United States v. Ted Phillips
834 F.3d 1176
11th Cir.2016Background
- In February 2014 a Florida court issued a writ of bodily attachment (civil arrest warrant) for Ted Phillips for unpaid child support; the writ allowed immediate release upon payment of $300.00.
- A Miami-Dade police flyer notified officers to detain Phillips; on March 1 Officer Rodriguez, aware of the writ and flyer, approached Phillips near the scene of a recent shooting.
- As Officer Rodriguez moved to effect the arrest, Phillips reached toward his waistband; the officer seized a loaded .380 caliber handgun from Phillips’s waistband.
- Phillips, a convicted felon, was indicted under 18 U.S.C. § 922(g)(1) and sentenced as an armed career criminal under 18 U.S.C. § 924(e) after pleading guilty; he reserved the right to appeal the denial of his suppression motion.
- The district court denied suppression, ruling that the civil writ was equivalent to a criminal arrest warrant and that the firearm was recoverable as a search incident to a valid arrest.
- At sentencing the presentence report listed eight prior qualifying drug convictions; Phillips did not object, his counsel requested the 15‑year mandatory minimum, and the court imposed that sentence.
Issues
| Issue | Phillips' Argument | Government's Argument | Held |
|---|---|---|---|
| Whether a civil writ of bodily attachment for unpaid child support qualifies as a "warrant" under the Fourth Amendment so that an arrest (and search incident to arrest) is reasonable | The writ is civil and not equivalent to a criminal arrest warrant; thus the arrest and subsequent search were unreasonable and the firearm should be suppressed | The writ functions as a warrant (analogous to a bench warrant); arrests based on such warrants are reasonable and searches incident to those arrests are lawful | The writ is a "warrant" under the Fourth Amendment; arrest was lawful and seizure of the firearm as a search incident to arrest was valid — suppression denied |
| Whether Phillips may challenge his designation as an Armed Career Criminal under § 924(e) on appeal despite pleading guilty and requesting the mandatory sentence | Various challenges to prior convictions: (1) statute changed mens rea in 2002 so convictions don't qualify; (2) adjudication was withheld for some convictions so they don't count; (3) prior convictions were judge‑found not jury‑found | Phillips waived these challenges by pleading guilty, acknowledging the mandatory minimum, failing to object to the PSI, and requesting the 15‑year sentence; precedent forecloses the substantive arguments | Phillips waived appellate review of these sentencing challenges; even on the merits, Eleventh Circuit and Supreme Court precedent foreclose his arguments — sentence affirmed |
Key Cases Cited
- Ashcroft v. al-Kidd, 563 U.S. 731 (interpretation of certain arrest warrants and material‑witness statutes; Court declined to decide warrant‑status question presented there)

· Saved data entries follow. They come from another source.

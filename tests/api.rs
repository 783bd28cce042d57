//! End-to-end tests driving the router without a live listener.

use std::collections::HashMap;
use std::sync::Arc;

use axum::body::Body;
use axum::http::{header, Request, StatusCode};
use serde_json::Value;
use tower::util::ServiceExt;

use linkpage::config::ServeConfig;
use linkpage::http::server::{AppState, HttpServer};
use linkpage::links::registry::Registry;
use linkpage::qr::QrCache;
use linkpage::scrape::ScrapeClient;

fn test_router(env_values: &[(&str, &str)]) -> axum::Router {
    let mut config = ServeConfig::default();
    // No network calls in tests.
    config.scrape.enabled = false;

    let values: HashMap<String, String> = env_values
        .iter()
        .map(|(k, v)| (k.to_string(), v.to_string()))
        .collect();
    let state = AppState {
        registry: Arc::new(Registry::build(&values, &config.links.custom)),
        qr: QrCache::new(),
        scrape: Arc::new(ScrapeClient::new(config.scrape.clone())),
    };

    HttpServer::build_router(&config, state)
}

async fn get_json(router: axum::Router, uri: &str, host: &str) -> (StatusCode, Value) {
    let response = router
        .oneshot(
            Request::builder()
                .uri(uri)
                .header(header::HOST, host)
                .body(Body::empty())
                .unwrap(),
        )
        .await
        .unwrap();

    let status = response.status();
    let bytes = axum::body::to_bytes(response.into_body(), 1024 * 1024)
        .await
        .unwrap();
    let value = serde_json::from_slice(&bytes).unwrap_or(Value::Null);
    (status, value)
}

fn titles(listing: &Value) -> Vec<String> {
    listing["links"]
        .as_array()
        .unwrap()
        .iter()
        .map(|l| l["title"].as_str().unwrap().to_string())
        .collect()
}

#[tokio::test]
async fn test_unknown_host_gets_fallback_defaults() {
    let (status, body) = get_json(test_router(&[]), "/", "localhost").await;
    assert_eq!(status, StatusCode::OK);
    assert_eq!(body["hostname"], "localhost");
    assert_eq!(body["qr_mode"], false);
    assert_eq!(
        titles(&body),
        vec!["instagram", "linkedin", "bluesky", "telegram"]
    );
}

#[tokio::test]
async fn test_known_host_defaults() {
    let (_, body) = get_json(test_router(&[]), "/", "zenfo.co:443").await;
    assert_eq!(body["hostname"], "zenfo.co");
    assert_eq!(titles(&body), vec!["instagram", "bluesky", "telegram"]);
}

#[tokio::test]
async fn test_links_param_selects_exactly() {
    let (_, body) = get_json(test_router(&[]), "/?links=li,tg", "localhost").await;
    assert_eq!(titles(&body), vec!["linkedin", "telegram"]);
    assert_eq!(body["qr_mode"], false);
}

#[tokio::test]
async fn test_qr_mode_attaches_markup() {
    let (_, body) = get_json(test_router(&[]), "/?links=gh,qr", "localhost").await;
    assert_eq!(body["qr_mode"], true);
    let qr = body["links"][0]["qr"].as_str().unwrap();
    assert!(qr.starts_with("<svg "));
    assert!(qr.contains("<rect "));
}

#[tokio::test]
async fn test_qr_route_forces_qr_mode() {
    let (_, body) = get_json(test_router(&[]), "/qr?links=gh", "localhost").await;
    assert_eq!(body["qr_mode"], true);
    assert!(body["links"][0]["qr"].is_string());
}

#[tokio::test]
async fn test_templated_link_from_value_and_override() {
    let router = test_router(&[("WHATSAPP_NUMBER", "+1 (234) 567-8900")]);
    let (_, body) = get_json(router.clone(), "/?links=wa", "localhost").await;
    assert_eq!(body["links"][0]["url"], "https://wa.me/12345678900");

    // Per-request override wins over the configured value.
    let (_, body) = get_json(router, "/?wa=999", "localhost").await;
    assert_eq!(body["links"][0]["url"], "https://wa.me/999");
}

#[tokio::test]
async fn test_templated_link_without_value_is_omitted() {
    let (_, body) = get_json(test_router(&[]), "/?links=wa,gh", "localhost").await;
    assert_eq!(titles(&body), vec!["github"]);
}

#[tokio::test]
async fn test_unknown_titles_filtered_silently() {
    let (status, body) = get_json(test_router(&[]), "/?links=nope,gh", "localhost").await;
    assert_eq!(status, StatusCode::OK);
    assert_eq!(titles(&body), vec!["github"]);
}

#[tokio::test]
async fn test_redirect_known_slug() {
    let response = test_router(&[])
        .oneshot(
            Request::builder()
                .uri("/git")
                .body(Body::empty())
                .unwrap(),
        )
        .await
        .unwrap();
    assert_eq!(response.status(), StatusCode::MOVED_PERMANENTLY);
    assert_eq!(
        response.headers()[header::LOCATION],
        "https://www.github.com/mrgnw"
    );
}

#[tokio::test]
async fn test_redirect_unknown_slug_is_not_found() {
    let (status, body) = get_json(test_router(&[]), "/definitely-not-a-slug", "localhost").await;
    assert_eq!(status, StatusCode::NOT_FOUND);
    assert_eq!(body["error"], "not_found");
}

#[tokio::test]
async fn test_robots_txt() {
    let response = test_router(&[])
        .oneshot(
            Request::builder()
                .uri("/robots.txt")
                .body(Body::empty())
                .unwrap(),
        )
        .await
        .unwrap();
    assert_eq!(response.status(), StatusCode::OK);
    assert_eq!(
        response.headers()[header::CACHE_CONTROL],
        "public, max-age=86400"
    );
    let bytes = axum::body::to_bytes(response.into_body(), 1024).await.unwrap();
    assert!(std::str::from_utf8(&bytes).unwrap().contains("User-agent: *"));
}

#[tokio::test]
async fn test_listing_cache_policy_applied() {
    let response = test_router(&[])
        .oneshot(
            Request::builder()
                .uri("/")
                .header(header::HOST, "localhost")
                .body(Body::empty())
                .unwrap(),
        )
        .await
        .unwrap();
    assert_eq!(
        response.headers()[header::CACHE_CONTROL],
        "public, max-age=3600, must-revalidate"
    );
}

#[tokio::test]
async fn test_scrape_route_absent_when_disabled() {
    let response = test_router(&[])
        .oneshot(
            Request::builder()
                .uri("/api/lote")
                .body(Body::empty())
                .unwrap(),
        )
        .await
        .unwrap();
    // No route is registered for it, so the router answers 404.
    assert_eq!(response.status(), StatusCode::NOT_FOUND);
}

- Virginia v. Moore, 553 U.S. 164 (use of history and reasonableness principles to evaluate arrests under the Fourth Amendment)
- Birchfield v. North Dakota, 136 S. Ct. 2160 (search incident to arrest doctrine and scope of searches following a lawful arrest)
- Almendarez‑Torres v. United States, 523 U.S. 224 (prior convictions may be found by a judge for sentence‑enhancement purposes)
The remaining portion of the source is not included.